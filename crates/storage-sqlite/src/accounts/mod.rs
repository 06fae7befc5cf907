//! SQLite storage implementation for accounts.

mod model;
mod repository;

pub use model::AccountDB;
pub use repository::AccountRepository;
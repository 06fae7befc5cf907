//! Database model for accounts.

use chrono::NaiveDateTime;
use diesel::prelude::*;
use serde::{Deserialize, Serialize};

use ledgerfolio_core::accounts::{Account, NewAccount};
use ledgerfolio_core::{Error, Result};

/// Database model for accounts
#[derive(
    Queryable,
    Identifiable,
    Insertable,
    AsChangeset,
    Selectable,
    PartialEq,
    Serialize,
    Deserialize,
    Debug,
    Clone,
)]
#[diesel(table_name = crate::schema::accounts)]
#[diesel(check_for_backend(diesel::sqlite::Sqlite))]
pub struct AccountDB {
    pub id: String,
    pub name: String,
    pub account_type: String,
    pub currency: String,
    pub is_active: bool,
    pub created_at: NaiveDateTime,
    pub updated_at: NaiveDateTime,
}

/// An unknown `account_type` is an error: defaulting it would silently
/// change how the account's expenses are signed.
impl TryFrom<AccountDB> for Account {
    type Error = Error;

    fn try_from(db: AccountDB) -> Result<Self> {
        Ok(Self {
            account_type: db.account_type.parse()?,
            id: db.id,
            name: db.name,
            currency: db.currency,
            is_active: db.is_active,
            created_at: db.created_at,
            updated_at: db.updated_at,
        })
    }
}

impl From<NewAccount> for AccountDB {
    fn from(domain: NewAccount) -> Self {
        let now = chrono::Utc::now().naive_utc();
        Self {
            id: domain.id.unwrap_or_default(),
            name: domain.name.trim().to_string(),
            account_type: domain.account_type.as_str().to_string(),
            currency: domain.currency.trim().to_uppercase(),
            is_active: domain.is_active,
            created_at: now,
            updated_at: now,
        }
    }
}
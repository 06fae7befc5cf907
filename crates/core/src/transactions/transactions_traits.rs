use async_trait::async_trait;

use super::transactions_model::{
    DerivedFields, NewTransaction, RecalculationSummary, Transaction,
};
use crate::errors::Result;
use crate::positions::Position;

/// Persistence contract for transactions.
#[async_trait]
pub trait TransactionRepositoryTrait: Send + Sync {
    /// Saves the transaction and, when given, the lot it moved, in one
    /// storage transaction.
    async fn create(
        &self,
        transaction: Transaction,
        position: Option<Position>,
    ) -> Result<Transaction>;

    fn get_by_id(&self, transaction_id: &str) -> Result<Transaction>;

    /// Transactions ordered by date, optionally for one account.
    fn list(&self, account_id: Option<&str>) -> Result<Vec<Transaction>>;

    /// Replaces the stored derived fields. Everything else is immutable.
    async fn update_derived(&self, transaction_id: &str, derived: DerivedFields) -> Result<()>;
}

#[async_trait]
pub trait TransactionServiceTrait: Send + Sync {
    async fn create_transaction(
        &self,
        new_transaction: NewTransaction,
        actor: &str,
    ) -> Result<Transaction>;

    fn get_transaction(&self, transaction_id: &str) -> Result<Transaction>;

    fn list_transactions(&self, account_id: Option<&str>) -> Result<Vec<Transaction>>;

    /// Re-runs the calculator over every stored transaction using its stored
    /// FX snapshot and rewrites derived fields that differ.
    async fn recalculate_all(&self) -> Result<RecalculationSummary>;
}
--
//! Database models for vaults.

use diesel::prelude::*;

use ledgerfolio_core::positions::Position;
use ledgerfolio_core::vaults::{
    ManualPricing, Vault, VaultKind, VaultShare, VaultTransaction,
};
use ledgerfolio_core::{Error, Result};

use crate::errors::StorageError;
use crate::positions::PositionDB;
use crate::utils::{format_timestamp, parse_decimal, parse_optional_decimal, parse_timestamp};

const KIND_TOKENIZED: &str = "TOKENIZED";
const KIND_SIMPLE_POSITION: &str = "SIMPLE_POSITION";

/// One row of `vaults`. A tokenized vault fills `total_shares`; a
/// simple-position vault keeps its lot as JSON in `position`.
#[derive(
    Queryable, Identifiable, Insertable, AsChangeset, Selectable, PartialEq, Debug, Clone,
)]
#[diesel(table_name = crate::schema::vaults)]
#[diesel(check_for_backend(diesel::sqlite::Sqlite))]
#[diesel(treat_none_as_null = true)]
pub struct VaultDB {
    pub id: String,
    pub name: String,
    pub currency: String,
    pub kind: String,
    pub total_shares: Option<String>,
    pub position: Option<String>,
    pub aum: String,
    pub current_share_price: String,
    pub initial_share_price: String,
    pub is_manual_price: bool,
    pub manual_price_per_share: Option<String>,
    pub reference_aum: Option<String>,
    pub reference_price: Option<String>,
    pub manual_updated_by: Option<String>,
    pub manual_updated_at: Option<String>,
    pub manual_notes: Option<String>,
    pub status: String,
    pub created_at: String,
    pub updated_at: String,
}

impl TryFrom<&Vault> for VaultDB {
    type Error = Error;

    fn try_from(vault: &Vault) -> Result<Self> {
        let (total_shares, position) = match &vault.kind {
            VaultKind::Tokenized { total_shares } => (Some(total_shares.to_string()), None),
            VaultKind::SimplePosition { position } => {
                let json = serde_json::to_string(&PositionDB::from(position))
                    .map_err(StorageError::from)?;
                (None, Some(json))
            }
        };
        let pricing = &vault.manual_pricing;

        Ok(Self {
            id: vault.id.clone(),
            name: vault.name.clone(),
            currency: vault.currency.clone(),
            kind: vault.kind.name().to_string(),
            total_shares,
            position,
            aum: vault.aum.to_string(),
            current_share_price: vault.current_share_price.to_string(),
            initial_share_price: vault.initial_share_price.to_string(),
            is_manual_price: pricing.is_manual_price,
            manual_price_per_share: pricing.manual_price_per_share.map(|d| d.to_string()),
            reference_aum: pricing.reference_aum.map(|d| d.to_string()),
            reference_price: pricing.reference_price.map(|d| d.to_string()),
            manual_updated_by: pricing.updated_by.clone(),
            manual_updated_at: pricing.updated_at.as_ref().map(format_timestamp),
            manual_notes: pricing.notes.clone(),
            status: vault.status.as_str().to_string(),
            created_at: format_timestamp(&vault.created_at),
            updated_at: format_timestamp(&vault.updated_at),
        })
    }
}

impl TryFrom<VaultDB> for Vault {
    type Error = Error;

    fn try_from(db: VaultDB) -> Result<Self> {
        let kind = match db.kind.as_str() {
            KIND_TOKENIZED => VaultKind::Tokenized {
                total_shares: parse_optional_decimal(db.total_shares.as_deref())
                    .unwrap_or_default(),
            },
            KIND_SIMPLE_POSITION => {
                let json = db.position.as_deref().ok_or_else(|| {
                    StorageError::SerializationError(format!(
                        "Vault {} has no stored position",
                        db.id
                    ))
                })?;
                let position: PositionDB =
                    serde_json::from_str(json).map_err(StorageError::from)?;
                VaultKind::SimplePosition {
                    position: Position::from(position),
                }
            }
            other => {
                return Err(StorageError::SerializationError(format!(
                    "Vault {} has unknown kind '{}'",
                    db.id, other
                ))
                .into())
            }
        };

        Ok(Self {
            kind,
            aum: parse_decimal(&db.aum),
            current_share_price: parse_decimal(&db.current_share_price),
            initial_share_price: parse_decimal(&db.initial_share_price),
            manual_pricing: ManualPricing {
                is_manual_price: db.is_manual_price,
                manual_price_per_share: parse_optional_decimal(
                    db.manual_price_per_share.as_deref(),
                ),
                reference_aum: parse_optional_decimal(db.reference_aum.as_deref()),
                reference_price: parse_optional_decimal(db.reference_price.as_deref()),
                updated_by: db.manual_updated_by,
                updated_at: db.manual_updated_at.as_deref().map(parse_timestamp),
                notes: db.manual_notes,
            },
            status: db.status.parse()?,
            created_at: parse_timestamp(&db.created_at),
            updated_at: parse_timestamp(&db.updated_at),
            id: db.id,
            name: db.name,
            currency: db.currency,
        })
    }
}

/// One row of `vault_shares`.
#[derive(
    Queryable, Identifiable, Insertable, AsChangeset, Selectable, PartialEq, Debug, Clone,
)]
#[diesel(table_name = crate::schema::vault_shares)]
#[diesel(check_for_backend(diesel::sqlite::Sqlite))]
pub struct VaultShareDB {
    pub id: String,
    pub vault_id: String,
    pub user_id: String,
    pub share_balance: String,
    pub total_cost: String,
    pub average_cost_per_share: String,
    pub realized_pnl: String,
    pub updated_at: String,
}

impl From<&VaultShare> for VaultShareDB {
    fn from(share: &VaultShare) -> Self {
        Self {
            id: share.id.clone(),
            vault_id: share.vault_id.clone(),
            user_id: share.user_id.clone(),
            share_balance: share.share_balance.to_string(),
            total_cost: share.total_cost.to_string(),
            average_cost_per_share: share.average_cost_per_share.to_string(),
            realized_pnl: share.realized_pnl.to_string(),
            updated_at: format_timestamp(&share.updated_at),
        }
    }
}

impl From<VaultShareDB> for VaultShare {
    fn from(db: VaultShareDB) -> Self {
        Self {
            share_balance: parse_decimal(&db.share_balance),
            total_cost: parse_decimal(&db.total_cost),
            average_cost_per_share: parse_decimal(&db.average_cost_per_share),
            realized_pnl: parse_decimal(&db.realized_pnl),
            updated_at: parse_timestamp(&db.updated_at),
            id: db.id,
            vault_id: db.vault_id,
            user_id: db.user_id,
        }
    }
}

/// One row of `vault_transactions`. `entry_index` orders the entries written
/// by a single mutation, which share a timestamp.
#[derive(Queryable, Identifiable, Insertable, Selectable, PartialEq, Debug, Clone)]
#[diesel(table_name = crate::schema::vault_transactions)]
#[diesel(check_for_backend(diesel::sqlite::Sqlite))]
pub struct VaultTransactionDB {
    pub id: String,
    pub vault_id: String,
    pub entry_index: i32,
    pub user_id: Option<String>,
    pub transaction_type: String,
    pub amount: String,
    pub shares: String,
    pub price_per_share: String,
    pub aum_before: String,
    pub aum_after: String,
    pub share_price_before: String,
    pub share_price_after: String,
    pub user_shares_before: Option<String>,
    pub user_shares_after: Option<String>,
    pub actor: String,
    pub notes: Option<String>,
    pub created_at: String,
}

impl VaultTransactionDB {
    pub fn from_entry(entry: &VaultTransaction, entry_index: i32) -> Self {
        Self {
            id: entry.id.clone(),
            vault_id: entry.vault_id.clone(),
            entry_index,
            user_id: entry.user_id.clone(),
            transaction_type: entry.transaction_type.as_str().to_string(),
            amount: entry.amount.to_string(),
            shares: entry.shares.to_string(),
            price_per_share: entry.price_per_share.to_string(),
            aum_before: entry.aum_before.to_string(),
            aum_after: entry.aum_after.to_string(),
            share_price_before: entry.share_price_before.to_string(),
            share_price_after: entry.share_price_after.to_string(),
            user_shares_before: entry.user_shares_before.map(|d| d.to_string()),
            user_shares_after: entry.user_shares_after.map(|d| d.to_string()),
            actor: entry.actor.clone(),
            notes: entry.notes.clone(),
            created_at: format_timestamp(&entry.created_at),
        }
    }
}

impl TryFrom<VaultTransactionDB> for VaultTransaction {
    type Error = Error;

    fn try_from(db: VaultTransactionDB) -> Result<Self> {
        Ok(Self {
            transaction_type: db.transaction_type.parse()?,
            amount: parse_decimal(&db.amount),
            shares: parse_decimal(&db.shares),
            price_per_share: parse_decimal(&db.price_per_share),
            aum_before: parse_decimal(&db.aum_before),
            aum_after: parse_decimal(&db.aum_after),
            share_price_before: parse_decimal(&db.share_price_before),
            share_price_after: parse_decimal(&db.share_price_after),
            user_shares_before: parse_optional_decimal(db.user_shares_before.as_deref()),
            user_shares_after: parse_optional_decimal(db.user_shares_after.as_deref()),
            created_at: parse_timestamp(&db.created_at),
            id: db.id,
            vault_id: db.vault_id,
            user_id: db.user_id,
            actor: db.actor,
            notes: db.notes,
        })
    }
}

▸ REQUIRED WORK
Each line of the data in which the string "NewAccount" appears needs to be copied.

▸ TASK OUTPUT
use ledgerfolio_core::accounts::{Account, NewAccount};
impl From<NewAccount> for AccountDB {
    fn from(domain: NewAccount) -> Self {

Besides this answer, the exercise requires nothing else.